Corte europea dei diritti dell'uomo, sentenza del 18 marzo 2021 (ricorso n. 24340/07)


IL CASO E LA SOLUZIONE

Un soggetto che aveva denunciato dinanzi alla Procura della Repubblica di Santa Maria Capua Vetere l'autore di articoli ritenuti diffamatori nei suoi confronti, ricorre alla Corte europea dei diritti dell'uomo per ottenere la condanna dello Stato italiano al risarcimento del danno che gli sarebbe stato procurato dall'eccessiva durata delle indagini preliminari svolte nell'ambito del procedimento penale interno avviato per diffamazione.

In sostanza, il ricorrente ha dedotto che erano trascorsi circa sei anni tra la sua denuncia e la successiva archiviazione della notizia di reato per intervenuta prescrizione.

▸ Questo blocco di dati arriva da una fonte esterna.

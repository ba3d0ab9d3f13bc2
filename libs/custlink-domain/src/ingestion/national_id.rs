//! National identification number validation
//!
//! A national ID is an 11-digit number whose last two digits are check digits
//! derived from the first nine by weighted sums modulo 11. Punctuation in the
//! raw text (e.g. `111.444.777-30`) is ignored when validating.

use std::fmt;

/// Number of digits in a national ID once punctuation is stripped
const ID_LENGTH: usize = 11;

/// Number of leading digits that feed both check digits
const BODY_LENGTH: usize = 9;

/// Check whether `id` is a valid national identification number
///
/// Every non-digit character is discarded first. The remaining digits must be
/// exactly 11 long, must not all be the same digit, and must end with the two
/// check digits computed from the first nine digits:
///
/// - first check digit: weights 10 down to 2
/// - second check digit: weights 11 down to 3
///
/// For each, `d = 11 - (sum % 11)`, and any `d > 9` becomes `0`.
///
/// Never panics; malformed input is simply invalid.
///
/// # Example
///
/// ```rust
/// use custlink_domain::ingestion::national_id::is_valid;
///
/// assert!(is_valid("111.444.777-30"));
/// assert!(!is_valid("111.444.777-31"));
/// assert!(!is_valid("11111111111"));
/// ```
pub fn is_valid(id: &str) -> bool {
    let digits = strip_to_digits(id);

    if digits.len() != ID_LENGTH {
        return false;
    }

    // Repeated-digit placeholders pass the checksum but are never real IDs
    if digits.iter().all(|&d| d == digits[0]) {
        return false;
    }

    digits[9] == check_digit(&digits, 10) && digits[10] == check_digit(&digits, 11)
}

fn strip_to_digits(id: &str) -> Vec<u32> {
    id.chars().filter_map(|c| c.to_digit(10)).collect()
}

/// Compute a check digit over the first nine digits, starting at `first_weight`
fn check_digit(digits: &[u32], first_weight: u32) -> u32 {
    let sum: u32 = digits[..BODY_LENGTH]
        .iter()
        .zip((0..).map(|i| first_weight - i))
        .map(|(digit, weight)| digit * weight)
        .sum();

    match 11 - (sum % 11) {
        d if d > 9 => 0,
        d => d,
    }
}

/// A national ID that has passed checksum validation
///
/// The raw text is kept as received so it can be persisted verbatim;
/// [`NationalId::digits`] gives the normalized form.
#[derive(Debug, Clone, PartialEq, Eq, Hash)]
pub struct NationalId(String);

impl NationalId {
    /// Validate `raw` and wrap it, or return `None` if the checksum fails
    pub fn parse(raw: &str) -> Option<Self> {
        is_valid(raw).then(|| Self(raw.to_string()))
    }

    /// The ID exactly as it appeared in the input
    pub fn as_str(&self) -> &str {
        &self.0
    }

    /// The 11 digits with punctuation removed
    pub fn digits(&self) -> String {
        self.0.chars().filter(char::is_ascii_digit).collect()
    }
}

impl fmt::Display for NationalId {
    fn fmt(&self, f: &mut fmt::Formatter<'_>) -> fmt::Result {
        write!(f, "{}", self.0)
    }
}

impl AsRef<str> for NationalId {
    fn as_ref(&self) -> &str {
        &self.0
    }
}

#[cfg(test)]
mod tests {
    use super::*;

    #[test]
    fn test_repeated_digit_sequences_are_invalid() {
        for digit in 0..=9 {
            let id = digit.to_string().repeat(11);
            assert!(!is_valid(&id), "{} should be rejected", id);
        }
    }

    #[test]
    fn test_valid_ids() {
        assert!(is_valid("11144477730"));
        assert!(is_valid("52998224729"));
    }

    #[test]
    fn test_single_altered_digit_is_invalid() {
        assert!(!is_valid("11144477731"));
        assert!(!is_valid("11144477736"));
        assert!(!is_valid("52998224728"));
        assert!(!is_valid("62998224729"));
    }

    #[test]
    fn test_second_check_digit_uses_first_nine_digits_only() {
        // Weights 11..=3 over 1,1,1,4,4,4,7,7,7 sum to 198, a multiple of 11,
        // so the second check digit is 0 rather than 5.
        assert_eq!(check_digit(&strip_to_digits("11144477735"), 11), 0);
        assert!(!is_valid("11144477735"));
        assert!(!is_valid("52998224725"));
    }

    #[test]
    fn test_punctuation_is_stripped() {
        assert!(is_valid("111.444.777-30"));
        assert!(is_valid("529.982.247-29"));
        assert!(is_valid(" 111 444 777 30 "));
    }

    #[test]
    fn test_wrong_length_is_invalid() {
        assert!(!is_valid(""));
        assert!(!is_valid("1114447773"));
        assert!(!is_valid("111444777300"));
        assert!(!is_valid("abc.def.ghi-jk"));
    }

    #[test]
    fn test_non_ascii_digits_are_stripped() {
        // Arabic-Indic digits are not decimal ASCII digits and are discarded
        assert!(!is_valid("١١١٤٤٤٧٧٧٣٠"));
    }

    #[test]
    fn test_first_check_digit_above_nine_becomes_zero() {
        // 1,0,0,0,0,0,0,0,1 → sum 12, 11 - 1 = 10 → 0
        assert_eq!(check_digit(&strip_to_digits("100000001"), 10), 0);
    }

    #[test]
    fn test_national_id_parse() {
        let id = NationalId::parse("111.444.777-30").expect("valid id");
        assert_eq!(id.as_str(), "111.444.777-30");
        assert_eq!(id.digits(), "11144477730");
        assert_eq!(id.to_string(), "111.444.777-30");

        assert!(NationalId::parse("111.444.777-35").is_none());
    }
}
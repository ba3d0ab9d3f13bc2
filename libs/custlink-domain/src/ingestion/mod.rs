//! Ingestion domain module
//!
//! This module contains the core business logic for customer file ingestion.
//! It defines how raw lines become records and how records flow through the
//! ingestion pipeline into a record store.

pub mod error;
pub mod national_id;
pub mod parser;
pub mod ports;
pub mod record;
pub mod service;

pub use error::{IngestionError, Rejection, Result, StoreError};
pub use national_id::NationalId;
pub use parser::{ParsedLine, ParsedLines};
pub use record::{Batch, CandidateRecord, ValidatedRecord};
pub use service::{IngestionConfig, IngestionReport, IngestionService};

La Corte ha premesso che secondo la legge Pinto la durata del processo penale nazionale dovrebbe essere calcolata a partire dal momento in cui la persona offesa è ammessa al processo in qualità di parte civile, ma che, secondo una corretta interpretazione della Convenzione, l'art. 6 paragrafo 1 della stessa si applica anche alla parte lesa che non si è costituita parte civile, qualora, anche anteriormente al momento in cui tale costituzione può avvenire (udienza preliminare, nel caso di specie), la vittima del reato possa esercitare diritti e facoltà espressamente riconosciutile dalla legge, così come avviene nel nostro procedimento penale.

Nel caso di specie, il ricorrente era titolare del diritto alla protezione della sua reputazione, e in denuncia aveva dichiarato di volersi costituire parte civile e richiesto di essere avvisato nel caso di eventuale archiviazione della notizia di reato: l'esercizio delle facoltà a lui concesse dal codice di procedura penale rendeva dunque applicabile anche al suo caso l'art. 6 sopra citato.

La Corte ha affrontato poi l'altra questione preliminare del mancato esaurimento delle vie di ricorso interne, concludendo anche in questo caso per la ricevibilità del ricorso.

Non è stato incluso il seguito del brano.